Frink and Payne joined the writing staff of the animated sitcom The Simpsons in 2000 with the season twelve episode "Insane Clown Poppy", which they co-wrote. "Treehouse of Horror XI", another 2000 episode they wrote, was broadcast earlier than "Insane Clown Poppy", but was produced after. Payne said in an interview with TV Squad in 2006 that "My partner and I were actually working on one of a long string of failed sitcoms (and most sitcoms are failed sitcoms!) On the day a show is officially cancelled, it's kind of a tradition for the writing staff to go out to a restaurant, eat a nice meal, and drown their sorrows. On the way there, a writer named Jace Richdale (who had also worked on The Simpsons) told my partner and me that The Simpsons was looking for some writers. He wanted to know if we'd be interested in it, because he would recommend us. My jaw literally dropped. So he contacted the show-runner, a guy named Mike Scully, who read our spec script and met with us, then hired us on."

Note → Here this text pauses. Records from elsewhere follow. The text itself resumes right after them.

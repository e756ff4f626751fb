//! The stateful shell around the rules engine.
//!
//! A `Session` owns the one authoritative grid and applies every change
//! through explicit transitions (`play`, `exchange`, `replace_wild`). Each
//! transition either succeeds completely or leaves the session untouched.
//! Callers serving several clients should route all transitions through a
//! single owner so no two turns are validated against the same grid.

use rustc_hash::FxHashSet;
use serde::{Deserialize, Serialize};
use tracing::debug;

use super::error::SessionError;
use super::history::{TurnAction, TurnRecord};
use crate::cards::{Card, CardId, Deck};
use crate::core::{Axis, Coord, GameRng, PlayerId, PlayerMap, SessionConfig, MAX_PLAYERS};
use crate::grid::{contiguous_line, Grid};
use crate::rules::validate::check_line;
use crate::rules::{legal_positions, score_turn, validate_turn, Placement, Turn, TurnError, TurnScore};

/// A game in progress.
///
/// ```
/// use iota_engine::core::{PlayerId, SessionConfig};
/// use iota_engine::session::Session;
///
/// let session = Session::new(SessionConfig::default(), 42).unwrap();
/// assert_eq!(session.grid().len(), 1); // opening card
/// assert_eq!(session.hand(PlayerId::new(0)).unwrap().len(), 4);
/// assert_eq!(session.deck_len(), 66 - 9);
/// ```
#[derive(Clone, Debug, PartialEq, Eq, Serialize, Deserialize)]
pub struct Session {
    config: SessionConfig,
    grid: Grid,
    deck: Deck,
    hands: PlayerMap<Vec<Card>>,
    scores: PlayerMap<u32>,
    discards: Vec<Card>,
    current: PlayerId,
    turn_number: u32,
    history: Vec<TurnRecord>,
}

impl Session {
    /// Shuffle a fresh deck from `seed` and set up the table.
    pub fn new(config: SessionConfig, seed: u64) -> Result<Self, SessionError> {
        let mut rng = GameRng::new(seed).for_context("deck");
        let deck = Deck::shuffled(config.wild_cards, &mut rng);
        Self::from_deck(config, deck)
    }

    /// Set up the table from a prepared deck (top card first).
    pub fn from_deck(config: SessionConfig, mut deck: Deck) -> Result<Self, SessionError> {
        let needed = config.cards_needed();
        if deck.len() < needed {
            return Err(SessionError::DeckExhausted {
                needed,
                available: deck.len(),
            });
        }

        let mut grid = Grid::new();
        if config.opening_card {
            if let Some(card) = deck.draw_one() {
                grid.insert(Coord::ORIGIN, card);
            }
        }

        let mut hands = PlayerMap::with_default(config.player_count);
        for player in PlayerId::all(config.player_count) {
            hands[player] = deck.draw(config.hand_size);
        }

        debug!(
            players = config.player_count,
            deck = deck.len(),
            "session started"
        );

        Ok(Self {
            scores: PlayerMap::with_value(config.player_count, 0),
            config,
            grid,
            deck,
            hands,
            discards: Vec::new(),
            current: PlayerId::new(0),
            turn_number: 1,
            history: Vec::new(),
        })
    }

    // === Accessors ===

    #[must_use]
    pub fn config(&self) -> &SessionConfig {
        &self.config
    }

    #[must_use]
    pub fn grid(&self) -> &Grid {
        &self.grid
    }

    /// `None` for a seat not at this table.
    #[must_use]
    pub fn hand(&self, player: PlayerId) -> Option<&[Card]> {
        self.hands.get(player).map(Vec::as_slice)
    }

    #[must_use]
    pub fn scores(&self) -> &PlayerMap<u32> {
        &self.scores
    }

    #[must_use]
    pub fn current_player(&self) -> PlayerId {
        self.current
    }

    /// 1-based count of the turn about to be taken.
    #[must_use]
    pub fn turn_number(&self) -> u32 {
        self.turn_number
    }

    #[must_use]
    pub fn deck_len(&self) -> usize {
        self.deck.len()
    }

    /// Cards given up by exchanges, oldest first.
    #[must_use]
    pub fn discards(&self) -> &[Card] {
        &self.discards
    }

    #[must_use]
    pub fn history(&self) -> &[TurnRecord] {
        &self.history
    }

    // === Queries ===

    /// Validate and score `placements` against the current grid without
    /// committing anything. Does not check hands or seat order.
    pub fn preview(&self, placements: &[Placement]) -> Result<TurnScore, TurnError> {
        validate_turn(&self.grid, placements)?;
        Ok(score_turn(&self.grid, placements))
    }

    /// Cells where `player`'s card `card` could be played alone.
    pub fn legal_positions_for(
        &self,
        player: PlayerId,
        card: CardId,
    ) -> Result<FxHashSet<Coord>, SessionError> {
        let hand = self.hand(player).ok_or(SessionError::UnknownPlayer { player })?;
        let card = hand
            .iter()
            .find(|c| c.id() == card)
            .ok_or(SessionError::NotInHand { card })?;
        Ok(legal_positions(&self.grid, card))
    }

    // === Transitions ===

    /// Play cards from `player`'s hand onto the grid.
    ///
    /// Placements name cards by identity; the faces used for validation are
    /// the ones in the player's hand. On success the points are added to the
    /// player's score, the hand is refilled from the deck as far as it goes,
    /// and play passes to the next seat.
    pub fn play(&mut self, player: PlayerId, placements: &[Placement]) -> Result<TurnScore, SessionError> {
        self.ensure_turn(player)?;

        let ids: Vec<CardId> = placements.iter().map(|p| p.card.id()).collect();
        self.check_selection(player, &ids)?;

        let hand = &self.hands[player];
        let turn: Turn = placements
            .iter()
            .filter_map(|p| {
                hand.iter()
                    .find(|c| c.id() == p.card.id())
                    .map(|card| Placement::new(*card, p.coord))
            })
            .collect();

        if let Err(err) = validate_turn(&self.grid, &turn) {
            debug!(%player, reason = %err, "play rejected");
            return Err(err.into());
        }
        let score = score_turn(&self.grid, &turn);

        for placement in &turn {
            self.grid.insert(placement.coord, placement.card);
        }
        self.remove_from_hand(player, &ids);
        let refill = self.deck.draw(turn.len());
        self.hands[player].extend(refill);
        self.scores[player] += score.total;

        debug!(
            %player,
            cards = turn.len(),
            points = score.total,
            total = self.scores[player],
            "turn played"
        );

        self.finish_turn(
            player,
            TurnAction::Play {
                placements: turn,
                points: score.total,
            },
        );
        Ok(score)
    }

    /// Discard the selected cards and draw as many replacements.
    ///
    /// The deck must hold enough cards to replace the whole selection.
    pub fn exchange(&mut self, player: PlayerId, cards: &[CardId]) -> Result<(), SessionError> {
        self.ensure_turn(player)?;
        if cards.is_empty() {
            return Err(SessionError::NothingSelected);
        }
        self.check_selection(player, cards)?;
        if self.deck.len() < cards.len() {
            return Err(SessionError::DeckExhausted {
                needed: cards.len(),
                available: self.deck.len(),
            });
        }

        let discarded = self.remove_from_hand(player, cards);
        self.discards.extend(discarded);
        let refill = self.deck.draw(cards.len());
        self.hands[player].extend(refill);

        debug!(%player, cards = cards.len(), "cards exchanged");

        self.finish_turn(
            player,
            TurnAction::Exchange {
                cards: cards.to_vec(),
            },
        );
        Ok(())
    }

    /// Swap a normal card from hand for the wild at `coord`.
    ///
    /// Every line through `coord` must still be legal with the replacement in
    /// place. The wild goes back into the player's hand.
    pub fn replace_wild(&mut self, player: PlayerId, coord: Coord, card: CardId) -> Result<(), SessionError> {
        self.ensure_turn(player)?;

        let wild = match self.grid.get(coord) {
            Some(placed) if placed.is_wild() => *placed,
            _ => return Err(SessionError::NoWildAt { coord }),
        };
        let replacement = *self.hands[player]
            .iter()
            .find(|c| c.id() == card)
            .ok_or(SessionError::NotInHand { card })?;
        if replacement.is_wild() {
            return Err(SessionError::WildForWild);
        }

        let mut working = self.grid.clone();
        working.insert(coord, replacement);
        for axis in [Axis::Row, Axis::Col] {
            check_line(&working, contiguous_line(&working, coord, axis))?;
        }

        self.grid = working;
        self.remove_from_hand(player, &[card]);
        self.hands[player].push(wild);

        debug!(%player, %coord, card = %replacement, "wild replaced");

        self.finish_turn(player, TurnAction::ReplaceWild { coord, card });
        Ok(())
    }

    // === Snapshots ===

    /// Encode the whole session.
    pub fn to_bytes(&self) -> Result<Vec<u8>, SessionError> {
        Ok(bincode::serialize(self)?)
    }

    /// Decode a session produced by `to_bytes`.
    ///
    /// The decoded table must be one `new` could have produced: a supported
    /// player count, one hand and one score per seat, and a seated current
    /// player.
    pub fn from_bytes(bytes: &[u8]) -> Result<Self, SessionError> {
        let session: Self = bincode::deserialize(bytes)?;
        session.check_seats()?;
        Ok(session)
    }

    // === Internals ===

    fn check_seats(&self) -> Result<(), SessionError> {
        let seats = self.config.player_count;
        let reason = if !(2..=MAX_PLAYERS).contains(&seats) {
            "unsupported player count"
        } else if self.hands.player_count() != seats {
            "hand count does not match player count"
        } else if self.scores.player_count() != seats {
            "score count does not match player count"
        } else if self.current.index() >= seats {
            "current player is not seated"
        } else {
            return Ok(());
        };
        Err(SessionError::InvalidSnapshot { reason })
    }

    fn ensure_turn(&self, player: PlayerId) -> Result<(), SessionError> {
        if self.hands.get(player).is_none() {
            return Err(SessionError::UnknownPlayer { player });
        }
        if player != self.current {
            return Err(SessionError::NotYourTurn {
                player,
                current: self.current,
            });
        }
        Ok(())
    }

    /// Every id must be in `player`'s hand, and none repeated.
    fn check_selection(&self, player: PlayerId, ids: &[CardId]) -> Result<(), SessionError> {
        let hand = &self.hands[player];
        let mut seen = FxHashSet::default();
        for &card in ids {
            if !hand.iter().any(|c| c.id() == card) {
                return Err(SessionError::NotInHand { card });
            }
            if !seen.insert(card) {
                return Err(SessionError::DuplicateCard { card });
            }
        }
        Ok(())
    }

    fn remove_from_hand(&mut self, player: PlayerId, ids: &[CardId]) -> Vec<Card> {
        let hand = &mut self.hands[player];
        let (removed, kept): (Vec<Card>, Vec<Card>) =
            hand.drain(..).partition(|c| ids.contains(&c.id()));
        *hand = kept;
        removed
    }

    fn finish_turn(&mut self, player: PlayerId, action: TurnAction) {
        self.history.push(TurnRecord {
            turn: self.turn_number,
            player,
            action,
        });
        self.turn_number += 1;
        self.current = self.current.next(self.config.player_count);
    }
}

After a few years of working on The Simpsons together, Frink and Payne's writing partnership ended. They both continued to work on the show, though, and Payne has described their split-up as amicable. The first episode Frink wrote on his own was season fifteen's "Bart-Mangled Banner" (2004). Since the twenty-first season of The Simpsons (2009–2010), he has been credited as an executive producer.

The Simpsons character Professor Frink, a The Nutty Professor-esque scientist, was named after Frink, although the character was introduced before he was hired as a writer on the show.

Awards
Frink has won several awards for his work on The Simpsons. He has also received several award nominations.

Credits

The Simpsons episodes

References

External links
 

1964 births
Living people
American television writers
American male television writers
Emerson College alumni
People from Whitesboro, New York
Screenwriters from New York (state)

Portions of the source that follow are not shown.